I problemi di "Saltburn" si riscontrano poi anche a livello narrativo: il suo impianto è costituito da colpi di scena e svolte con l’unico scopo di depistare lo spettatore e (apparentemente) scioccarlo. A Fennell non interessa nulla dei propri protagonisti, ridotti a funzione (quando va bene, vedi il Felix di Jacob Elordi) o a macchietta (quando va male, il sir James di Richard E. Grant). Il passaggio chiave è un dialogo tra Elspeth (Rosamund Pike) e Oliver (Barry Keoghan), in cui la prima dice di non capire la figlia Venetia (Alison Oliver) né l’amica Pamela (Carey Mulligan).
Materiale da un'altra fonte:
impl Fat12FileSystem {
    /// Mount the FAT volume identified inside a parsed image
    ///
    /// Builds a flat LBA view of the image and decodes the first FAT copy.
    /// Fails with [`ArchiveError::NotFatFilesystem`] when the descriptor is
    /// not FAT.
    pub fn open(
        descriptor: &FilesystemDescriptor,
        index: &ImageIndex,
        data: &[u8],
    ) -> Result<Self> {
        let FilesystemDescriptor::Fat(bpb) = descriptor else {
            return Err(ArchiveError::NotFatFilesystem);
        };
        Ok(Self::from_flat(FlatImage::build(index, data), bpb.clone()))
    }

    /// Mount a FAT volume over an already-flattened sector stream
    pub fn from_flat(flat: FlatImage, bpb: BiosParameterBlock) -> Self {
        let fat = decode_fat(&flat, &bpb);
        Self { flat, bpb, fat }
    }

    /// The volume's BIOS parameter block
    pub fn bpb(&self) -> &BiosParameterBlock {
        &self.bpb
    }

    /// The flat image backing the volume
    pub fn flat(&self) -> &FlatImage {
        &self.flat
    }

    /// The decoded 12-bit FAT entry for a cluster, if in range
    pub fn fat_entry(&self, cluster: u16) -> Option<u16> {
        self.fat.get(cluster as usize).copied()
    }

    /// Number of decoded FAT entries (cluster indices 0 and 1 included)
    pub fn fat_len(&self) -> usize {
        self.fat.len()
    }

    fn fat_start(&self) -> usize {
        self.bpb.reserved_sectors as usize * self.bpb.bytes_per_sector as usize
    }

    fn root_start(&self) -> usize {
        self.fat_start()
            + self.bpb.fat_count as usize
                * self.bpb.sectors_per_fat as usize
                * self.bpb.bytes_per_sector as usize
    }

    fn data_start(&self) -> usize {
        let bps = self.bpb.bytes_per_sector as usize;
        if bps == 0 {
            return 0;
        }
        let root_bytes = self.bpb.root_entries as usize * DIR_ENTRY_SIZE;
        self.root_start() + root_bytes.div_ceil(bps) * bps
    }

    /// Raw bytes of the fixed root directory region, clamped to the image
    fn root_directory_bytes(&self) -> &[u8] {
        let start = self.root_start();
        let end = (start + self.bpb.root_entries as usize * DIR_ENTRY_SIZE)
            .min(self.flat.len());
        if start >= end {
            &[]
        } else {
            &self.flat.data()[start..end]
        }
    }

    /// Follow a cluster chain, appending up to `max_bytes` of payload
    ///
    /// Terminates on the end-of-chain sentinel, a free or reserved entry, an
    /// out-of-bounds offset, or after visiting every FAT entry once, so a
    /// cyclic table cannot loop.
    fn read_chain(&self, start: u16, max_bytes: usize) -> Vec<u8> {
        let cluster_bytes = self.bpb.cluster_bytes();
        if cluster_bytes == 0 {
            return Vec::new();
        }
        let data_start = self.data_start();
        let flat = self.flat.data();

        let mut out = Vec::new();
        let mut remaining = max_bytes;
        let mut cluster = start;
        let mut visited = 0usize;

        while remaining > 0 && (2..CHAIN_RESERVED).contains(&cluster) && visited < self.fat.len()
        {
            let offset = data_start + (cluster as usize - 2) * cluster_bytes;
            if offset >= flat.len() {
                break;
            }
            let take = cluster_bytes.min(remaining).min(flat.len() - offset);
            out.extend_from_slice(&flat[offset..offset + take]);
            remaining -= take;
            visited += 1;

            cluster = match self.fat.get(cluster as usize) {
                Some(&next) => next,
                None => break,
            };
        }

        out
    }

    /// Read a file's payload by its directory entry
    pub fn read_file(&self, entry: &DirEntry) -> Vec<u8> {
        self.read_file_at(entry.cluster, entry.size)
    }

    /// Read `size` bytes of a live file starting at `cluster`
    pub fn read_file_at(&self, cluster: u16, size: u32) -> Vec<u8> {
        self.read_chain(cluster, size as usize)
    }

    /// Parse one directory buffer into raw entries
    ///
    /// Synthetic `.` / `..` records are included; `path` is set to the bare
    /// name. Deleted records are skipped (see [`Self::deleted_entries`]).
    pub fn parse_directory(&self, dir: &[u8]) -> Vec<DirEntry> {
        let mut entries = Vec::new();
        let mut lfn_parts: Vec<(u8, String)> = Vec::new();

        for record in dir.chunks_exact(DIR_ENTRY_SIZE) {
            if record[0] == 0x00 {
                break;
            }
            if record[0] == DELETED_MARKER {
                lfn_parts.clear();
                continue;
            }

            let attr = record[11];
            if attr == ATTR_LONG_NAME {
                let sequence = record[0] & 0x3F;
                if record[0] & 0x40 != 0 {
                    // Last logical fragment arrives first physically
                    lfn_parts.clear();
                }
                lfn_parts.push((sequence, lfn_fragment(record)));
                continue;
            }

            let short = short_name(&record[0..8], &record[8..11]);
            let long = if lfn_parts.is_empty() {
                None
            } else {
                lfn_parts.sort_by_key(|&(seq, _)| seq);
                let name: String = lfn_parts.iter().map(|(_, s)| s.as_str()).collect();
                lfn_parts.clear();
                Some(name)
            };

            let cluster = u16::from_le_bytes([record[26], record[27]]);
            let size = u32::from_le_bytes([record[28], record[29], record[30], record[31]]);
            let time = u16::from_le_bytes([record[22], record[23]]);
            let date = u16::from_le_bytes([record[24], record[25]]);

            let name = long.clone().unwrap_or_else(|| short.clone());
            entries.push(DirEntry {
                path: name.clone(),
                name,
                short_name: short,
                long_name: long,
                attr,
                is_dir: attr & ATTR_DIRECTORY != 0,
                is_hidden: attr & ATTR_HIDDEN != 0,
                is_system: attr & ATTR_SYSTEM != 0,
                is_read_only: attr & ATTR_READ_ONLY != 0,
                is_volume_label: attr & ATTR_VOLUME_ID != 0,
                size,
                cluster,
                date: format_dos_date(date),
                time: format_dos_time(time),
            });
        }

        entries
    }

    /// Raw entries of the root directory
    pub fn root_entries(&self) -> Vec<DirEntry> {
        self.parse_directory(self.root_directory_bytes())
    }

    /// Walk the whole directory tree, producing a flat slash-joined listing
    ///
    /// Root entries carry no leading slash. `.` / `..` records are skipped
    /// and each subdirectory cluster is descended into at most once.
    pub fn list_files(&self) -> Vec<DirEntry> {
        let mut out = Vec::new();
        let mut visited = HashSet::new();
        self.walk_into(self.root_directory_bytes().to_vec(), "", &mut visited, &mut out);
        out
    }

    fn walk_into(
        &self,
        dir: Vec<u8>,
        prefix: &str,
        visited: &mut HashSet<u16>,
        out: &mut Vec<DirEntry>,
    ) {
        for mut entry in self.parse_directory(&dir) {
            if entry.is_dot() {
                continue;
            }
            entry.path = if prefix.is_empty() {
                entry.name.clone()
            } else {
                format!("{}/{}", prefix, entry.name)
            };

            let descend = entry.is_dir && entry.cluster >= 2 && visited.insert(entry.cluster);
            let path = entry.path.clone();
            let cluster = entry.cluster;
            out.push(entry);

            if descend {
                // Directories have no declared size: read to end of chain
                let sub = self.read_chain(cluster, usize::MAX);
                self.walk_into(sub, &path, visited, out);
            }
        }
    }

    /// Scan the directory tree for tombstoned entries and score each one
    ///
    /// Deleted LFN fragments are not reconstructed; the deletion marker
    /// overwrites their sequence byte, so only the 8.3 record survives with
    /// `?` in place of the lost first character.
    pub fn deleted_entries(&self) -> Vec<DeletedEntry> {
        let mut out = Vec::new();
        let mut visited = HashSet::new();
        self.scan_deleted_into(self.root_directory_bytes().to_vec(), "", &mut visited, &mut out);
        out
    }

    fn scan_deleted_into(
        &self,
        dir: Vec<u8>,
        prefix: &str,
        visited: &mut HashSet<u16>,
        out: &mut Vec<DeletedEntry>,
    ) {
        for record in dir.chunks_exact(DIR_ENTRY_SIZE) {
            if record[0] == 0x00 {
                break;
            }
            if record[0] != DELETED_MARKER {
                continue;
            }

            let attr = record[11];
            if attr == ATTR_LONG_NAME
                || attr & ATTR_DIRECTORY != 0
                || attr & ATTR_VOLUME_ID != 0
            {
                continue;
            }

            let cluster = u16::from_le_bytes([record[26], record[27]]);
            let size = u32::from_le_bytes([record[28], record[29], record[30], record[31]]);
            if cluster < 2 || size == 0 {
                continue;
            }

            let mut name_bytes = [0u8; 8];
            name_bytes.copy_from_slice(&record[0..8]);
            name_bytes[0] = b'?';
            let short = short_name(&name_bytes, &record[8..11]);

            let time = u16::from_le_bytes([record[22], record[23]]);
            let date = u16::from_le_bytes([record[24], record[25]]);
            let (recoverable, reason) = self.recoverability(cluster, size);

            let path = if prefix.is_empty() {
                short.clone()
            } else {
                format!("{}/{}", prefix, short)
            };
            out.push(DeletedEntry {
                entry: DirEntry {
                    name: short.clone(),
                    short_name: short,
                    long_name: None,
                    attr,
                    is_dir: false,
                    is_hidden: attr & ATTR_HIDDEN != 0,
                    is_system: attr & ATTR_SYSTEM != 0,
                    is_read_only: attr & ATTR_READ_ONLY != 0,
                    is_volume_label: false,
                    size,
                    cluster,
                    date: format_dos_date(date),
                    time: format_dos_time(time),
                    path,
                },
                recoverable,
                reason,
            });
        }

        // Descend through the live tree to reach tombstones in subdirectories
        for entry in self.parse_directory(&dir) {
            if entry.is_dot() || !entry.is_dir || entry.cluster < 2 {
                continue;
            }
            if !visited.insert(entry.cluster) {
                continue;
            }
            let sub_prefix = if prefix.is_empty() {
                entry.name.clone()
            } else {
                format!("{}/{}", prefix, entry.name)
            };
            let sub = self.read_chain(entry.cluster, usize::MAX);
            self.scan_deleted_into(sub, &sub_prefix, visited, out);
        }
    }

    /// Judge whether a deleted file is recoverable from contiguous clusters
    ///
    /// Assumes the file was stored contiguously and its chain was zeroed on
    /// deletion: the run of free FAT entries from the start cluster must
    /// cover the file. Any non-zero entry (a reallocation or a bad-cluster
    /// mark) breaks the run.
    fn recoverability(&self, cluster: u16, size: u32) -> (bool, String) {
        let cluster_bytes = self.bpb.cluster_bytes().max(1) as u32;
        let needed = size.div_ceil(cluster_bytes).max(1) as usize;
        let start = cluster as usize;

        if start < 2 || start >= self.fat.len() || self.fat[start] != 0 {
            return (false, "Start cluster reallocated".to_string());
        }

        let mut free = 0usize;
        for i in start..(start + needed).min(self.fat.len()) {
            if self.fat[i] == 0 {
                free += 1;
            } else {
                break;
            }
        }

        if free >= needed {
            let reason = if needed == 1 {
                "1 cluster free".to_string()
            } else {
                format!("{} clusters free", needed)
            };
            (true, reason)
        } else {
            (false, format!("Only {}/{} clusters free", free, needed))
        }
    }

    /// Read back a deleted file from consecutive clusters
    ///
    /// The FAT chain was zeroed on deletion, so the read ignores the table
    /// and takes `ceil(size / cluster_bytes)` clusters straight from the
    /// start cluster, truncated to `size` or to the end of the image.
    pub fn recover_deleted(&self, cluster: u16, size: u32) -> Result<Vec<u8>> {
        let cluster_bytes = self.bpb.cluster_bytes();
        if cluster_bytes == 0 || cluster < 2 {
            return Err(ArchiveError::InvalidCluster(cluster));
        }
        let first = self.data_start() + (cluster as usize - 2) * cluster_bytes;
        let flat = self.flat.data();
        if first >= flat.len() {
            return Err(ArchiveError::InvalidCluster(cluster));
        }

        let needed = (size as usize).div_ceil(cluster_bytes).max(1);
        let mut out = Vec::with_capacity(size as usize);
        let mut remaining = size as usize;

        for i in 0..needed {
            let offset = first + i * cluster_bytes;
            if offset >= flat.len() || remaining == 0 {
                break;
            }
            let take = cluster_bytes.min(remaining).min(flat.len() - offset);
            out.extend_from_slice(&flat[offset..offset + take]);
            remaining -= take;
        }

        Ok(out)
    }
}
L’obiettivo è ritrarla come un personaggio senza alcun contatto con la realtà, e il fatto che dalle sue parole emerga una possibile bisessualità passa inosservato. Così come l’attrazione del protagonista verso Felix non è mai approfondita. In "Sitcom", François Ozon partiva dall’archetipo pasolinano di "Teorema" per compiere un'acuta satira sulla famiglia borghese, che sotto la confezione ludica rivelava istanze identitarie e sessuali. "Saltburn" invece non parla di desiderio, passione o perversione: al suo centro c’è solo la satira verso i ricchi, una debole impalcatura che deve reggere tutto il film come un dio Atlante dalle gambe fragilissime.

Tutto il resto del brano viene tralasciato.